* **AIM OF THE EXERCISE**:
Starting at the line that has "let this = *self;" and stopping after the line that has "pub fn dismiss(&self, id: u32)", reproduce the listing below exactly; omit everything else.

── RECORD SET

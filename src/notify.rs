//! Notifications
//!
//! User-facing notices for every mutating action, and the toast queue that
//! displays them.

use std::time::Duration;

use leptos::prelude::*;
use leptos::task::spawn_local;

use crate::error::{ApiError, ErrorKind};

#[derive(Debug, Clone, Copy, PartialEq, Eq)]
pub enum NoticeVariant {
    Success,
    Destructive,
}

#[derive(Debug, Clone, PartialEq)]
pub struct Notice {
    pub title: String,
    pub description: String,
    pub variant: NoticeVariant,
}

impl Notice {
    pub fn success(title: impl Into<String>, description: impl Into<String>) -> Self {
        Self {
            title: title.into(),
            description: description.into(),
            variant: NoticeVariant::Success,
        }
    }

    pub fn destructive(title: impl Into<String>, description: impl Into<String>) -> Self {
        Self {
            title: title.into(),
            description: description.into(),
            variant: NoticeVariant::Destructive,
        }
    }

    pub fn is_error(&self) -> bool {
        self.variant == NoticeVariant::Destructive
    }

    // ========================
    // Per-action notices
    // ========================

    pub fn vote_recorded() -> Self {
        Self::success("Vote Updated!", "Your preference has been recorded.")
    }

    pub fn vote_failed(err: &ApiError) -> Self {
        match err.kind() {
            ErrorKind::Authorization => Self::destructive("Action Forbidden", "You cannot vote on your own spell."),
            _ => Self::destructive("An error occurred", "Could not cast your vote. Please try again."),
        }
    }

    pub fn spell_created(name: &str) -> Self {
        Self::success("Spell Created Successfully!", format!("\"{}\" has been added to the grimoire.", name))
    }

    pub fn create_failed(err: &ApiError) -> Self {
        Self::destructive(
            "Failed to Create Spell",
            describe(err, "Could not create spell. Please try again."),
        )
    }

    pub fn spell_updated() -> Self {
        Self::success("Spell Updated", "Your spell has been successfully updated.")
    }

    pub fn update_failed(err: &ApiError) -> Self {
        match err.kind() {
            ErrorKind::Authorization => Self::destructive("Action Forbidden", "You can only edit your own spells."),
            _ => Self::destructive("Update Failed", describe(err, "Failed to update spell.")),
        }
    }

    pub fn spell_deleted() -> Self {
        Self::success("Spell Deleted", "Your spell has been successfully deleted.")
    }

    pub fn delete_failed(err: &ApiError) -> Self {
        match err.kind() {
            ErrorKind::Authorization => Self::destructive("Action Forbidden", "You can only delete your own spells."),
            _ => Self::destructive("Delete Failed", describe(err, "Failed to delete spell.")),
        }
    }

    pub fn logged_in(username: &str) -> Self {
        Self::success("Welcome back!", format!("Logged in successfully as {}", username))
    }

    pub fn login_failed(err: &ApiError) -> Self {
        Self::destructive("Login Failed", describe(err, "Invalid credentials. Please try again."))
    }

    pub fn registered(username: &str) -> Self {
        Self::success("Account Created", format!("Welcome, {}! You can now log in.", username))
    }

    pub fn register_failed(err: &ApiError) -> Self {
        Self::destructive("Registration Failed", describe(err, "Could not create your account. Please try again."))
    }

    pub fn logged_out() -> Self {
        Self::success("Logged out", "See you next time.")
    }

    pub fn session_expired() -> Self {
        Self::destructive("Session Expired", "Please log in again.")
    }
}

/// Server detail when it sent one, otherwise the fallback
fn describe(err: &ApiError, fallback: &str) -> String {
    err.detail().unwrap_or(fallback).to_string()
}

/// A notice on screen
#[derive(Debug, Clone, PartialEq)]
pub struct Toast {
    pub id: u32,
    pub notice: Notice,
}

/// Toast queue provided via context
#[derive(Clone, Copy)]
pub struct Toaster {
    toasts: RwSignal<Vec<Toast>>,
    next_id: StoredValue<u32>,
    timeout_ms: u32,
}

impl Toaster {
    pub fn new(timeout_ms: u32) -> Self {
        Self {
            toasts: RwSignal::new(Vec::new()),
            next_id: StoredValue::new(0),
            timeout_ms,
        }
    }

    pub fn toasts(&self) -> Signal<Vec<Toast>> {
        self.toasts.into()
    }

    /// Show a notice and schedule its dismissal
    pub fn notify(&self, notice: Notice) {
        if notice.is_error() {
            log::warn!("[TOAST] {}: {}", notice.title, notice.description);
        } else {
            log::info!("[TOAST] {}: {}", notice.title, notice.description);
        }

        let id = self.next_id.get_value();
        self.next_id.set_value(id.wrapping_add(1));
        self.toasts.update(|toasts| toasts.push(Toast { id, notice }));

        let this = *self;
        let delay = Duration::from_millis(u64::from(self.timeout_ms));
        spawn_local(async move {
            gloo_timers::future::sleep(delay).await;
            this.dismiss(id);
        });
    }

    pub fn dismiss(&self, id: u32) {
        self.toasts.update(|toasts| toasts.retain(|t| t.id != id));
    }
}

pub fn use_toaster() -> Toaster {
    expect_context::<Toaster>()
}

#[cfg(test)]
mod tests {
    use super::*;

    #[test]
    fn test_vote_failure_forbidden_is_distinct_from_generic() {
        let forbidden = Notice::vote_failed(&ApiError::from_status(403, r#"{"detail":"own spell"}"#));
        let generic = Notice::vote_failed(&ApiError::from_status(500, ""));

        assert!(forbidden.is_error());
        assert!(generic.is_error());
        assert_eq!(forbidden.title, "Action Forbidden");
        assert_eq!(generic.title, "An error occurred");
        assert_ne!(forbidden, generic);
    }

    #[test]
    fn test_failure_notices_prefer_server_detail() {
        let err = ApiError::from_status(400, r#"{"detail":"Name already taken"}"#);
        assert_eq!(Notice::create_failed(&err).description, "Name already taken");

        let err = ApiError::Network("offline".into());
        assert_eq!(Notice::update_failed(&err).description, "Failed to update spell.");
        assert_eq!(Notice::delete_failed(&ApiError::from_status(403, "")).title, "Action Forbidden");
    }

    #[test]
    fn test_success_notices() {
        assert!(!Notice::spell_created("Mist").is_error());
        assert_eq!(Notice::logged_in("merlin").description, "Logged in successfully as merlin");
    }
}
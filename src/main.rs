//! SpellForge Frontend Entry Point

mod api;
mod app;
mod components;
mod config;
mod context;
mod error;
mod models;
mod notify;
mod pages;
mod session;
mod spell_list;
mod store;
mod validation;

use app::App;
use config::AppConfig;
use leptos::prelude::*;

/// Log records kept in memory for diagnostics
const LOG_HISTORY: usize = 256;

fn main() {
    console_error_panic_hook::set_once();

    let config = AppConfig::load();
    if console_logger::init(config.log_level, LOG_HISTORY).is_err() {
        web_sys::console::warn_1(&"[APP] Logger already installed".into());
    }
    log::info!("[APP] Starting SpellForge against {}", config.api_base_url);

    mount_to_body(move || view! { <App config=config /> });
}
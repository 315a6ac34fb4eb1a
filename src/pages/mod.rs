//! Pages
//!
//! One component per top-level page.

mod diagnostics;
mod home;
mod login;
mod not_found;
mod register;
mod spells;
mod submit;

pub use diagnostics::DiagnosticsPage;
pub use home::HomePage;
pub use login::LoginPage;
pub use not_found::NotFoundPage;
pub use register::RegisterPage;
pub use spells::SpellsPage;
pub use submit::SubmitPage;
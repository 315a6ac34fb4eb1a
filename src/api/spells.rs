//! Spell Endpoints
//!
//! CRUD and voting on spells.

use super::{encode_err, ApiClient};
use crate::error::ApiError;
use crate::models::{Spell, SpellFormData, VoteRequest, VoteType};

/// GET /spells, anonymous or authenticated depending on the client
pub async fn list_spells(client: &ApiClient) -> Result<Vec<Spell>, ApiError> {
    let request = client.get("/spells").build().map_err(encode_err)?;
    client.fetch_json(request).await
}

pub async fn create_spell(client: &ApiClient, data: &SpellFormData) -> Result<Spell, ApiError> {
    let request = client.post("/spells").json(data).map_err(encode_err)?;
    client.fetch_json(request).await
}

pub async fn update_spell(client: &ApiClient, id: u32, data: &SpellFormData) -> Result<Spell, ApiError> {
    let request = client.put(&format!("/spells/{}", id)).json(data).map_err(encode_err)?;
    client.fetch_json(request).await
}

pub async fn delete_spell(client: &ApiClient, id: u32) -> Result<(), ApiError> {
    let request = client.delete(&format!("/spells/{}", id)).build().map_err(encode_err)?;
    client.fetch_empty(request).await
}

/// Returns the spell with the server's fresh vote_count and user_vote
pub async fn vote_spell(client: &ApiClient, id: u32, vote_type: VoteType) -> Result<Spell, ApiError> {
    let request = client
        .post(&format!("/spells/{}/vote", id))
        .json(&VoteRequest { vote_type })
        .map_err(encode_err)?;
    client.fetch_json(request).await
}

────

* **WRITTEN ANSWER**:
        let this = *self;
        let delay = Duration::from_millis(u64::from(self.timeout_ms));
        spawn_local(async move {
            gloo_timers::future::sleep(delay).await;
            this.dismiss(id);
        });
    }

    pub fn dismiss(&self, id: u32) {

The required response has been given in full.